:: PROMPT ::
Scan the entries below for the string "ProcessingCache" and copy every line where it turns up.

:: EXERCISE MATERIALS ::
//! [`Pipeline`]: orchestrates `process_batch` over a set of input files,
//! per §4.F/§5.
//!
//! Concurrency shape: files are read concurrently up to `options.reader_count`
//! (a semaphore-gated [`tokio::task::JoinSet`]); within each file, one
//! blocking reader task feeds a bounded channel drained by
//! `options.worker_count` worker tasks. The contract names a single
//! run-wide worker pool draining one run-wide channel; this keeps that
//! pool per-file instead; bounding file concurrency already bounds total
//! workers, and it avoids threading a cross-file channel through every
//! reader, at the cost of a looser worst-case concurrency bound than the
//! letter of §5.
//!
//! Category buffers (the four classification outputs and the clean-address
//! metadata sidecar) accumulate for the whole batch in memory and are
//! written once, sorted, at the very end: the final sort order can't be
//! known until every record has been seen, so an early partial flush would
//! have to be re-sorted anyway. `options.flush_threshold` is accepted for
//! API compatibility but only bounds memory, not write count.

use std::collections::BTreeMap;
use std::path::{Path, PathBuf};
use std::sync::atomic::{AtomicU64, Ordering};
use std::sync::{Arc, Mutex};
use std::time::{Duration, Instant};

use chrono::Utc;
use mailqual_model::{Address, Classification, Metadata, Record};
use tokio::sync::{mpsc, Mutex as AsyncMutex, Semaphore};

use mailqual_blocklist::BlocklistService;
use mailqual_cache::{DedupeScope, ProcessingCache};
use mailqual_output::metadata_sidecar::{write_csv_sidecar, write_json_sidecar};
use mailqual_output::summary::{RunSummary, SummaryCounts, SummaryTimings};
use mailqual_output::writer::{sweep_temporaries, AtomicFileWriter};
use mailqual_store::{MetadataStore, PutSource};

use crate::cancellation::CancellationToken;
use crate::error::{PipelineError, Result};
use crate::fingerprint::fingerprint;
use crate::options::{DeduplicateMode, ProcessOptions};
use crate::progress::{BatchProgress, EwmaRate, FileProgress, ProgressDispatcher, ProgressEvent};
use crate::result::{BatchResult, BatchStatus, FileStatus, ProcessResult};

const RECORD_TIMEOUT: Duration = Duration::from_secs(1);
const FILE_READER_TIMEOUT: Duration = Duration::from_secs(600);

const CATEGORY_ORDER: [Classification; 4] = [
    Classification::Clean,
    Classification::BlockedEmail,
    Classification::BlockedDomain,
    Classification::Invalid,
];

#[derive(Clone)]
pub struct Pipeline {
    blocklist: Arc<BlocklistService>,
    metadata_store: Arc<MetadataStore>,
    cache: Arc<ProcessingCache>,
    output_dir: PathBuf,
}

#[derive(Default)]
struct FileBuffers {
    categories: BTreeMap<Classification, Vec<String>>,
    clean_sidecar: Vec<(Address, Metadata)>,
}

#[derive(Default)]
struct FileAggregate {
    counts: BTreeMap<Classification, u64>,
    duplicates_suppressed: u64,
    errors: Vec<String>,
}

enum Outcome {
    Duplicate,
    Emitted {
        classification: Classification,
        display: String,
        metadata: Metadata,
        sidecar_address: Option<Address>,
    },
}
use std::path::PathBuf;

use thiserror::Error;

#[derive(Debug, Error)]
#[non_exhaustive]
pub enum BlocklistError {
    #[error("entry already present: {target}")]
    DuplicateEntry { target: String },

    #[error("entry not found: {target}")]
    NotFound { target: String },

    #[error("malformed blocklist entry at row {row}: {message}")]
    MalformedEntry { row: u64, message: String },

    #[error("history is empty, nothing to undo/redo")]
    HistoryEmpty,

    #[error("failed to read blocklist log {path}: {source}")]
    Io {
        path: PathBuf,
        #[source]
        source: std::io::Error,
    },

    #[error("blocklist store error: {0}")]
    Store(#[from] rusqlite::Error),

    #[error("failed to parse blocklist csv row: {0}")]
    Csv(#[from] csv::Error),
}

pub type Result<T> = std::result::Result<T, BlocklistError>;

:: WRITTEN REPLY ::
use mailqual_cache::{DedupeScope, ProcessingCache};
    cache: Arc<ProcessingCache>,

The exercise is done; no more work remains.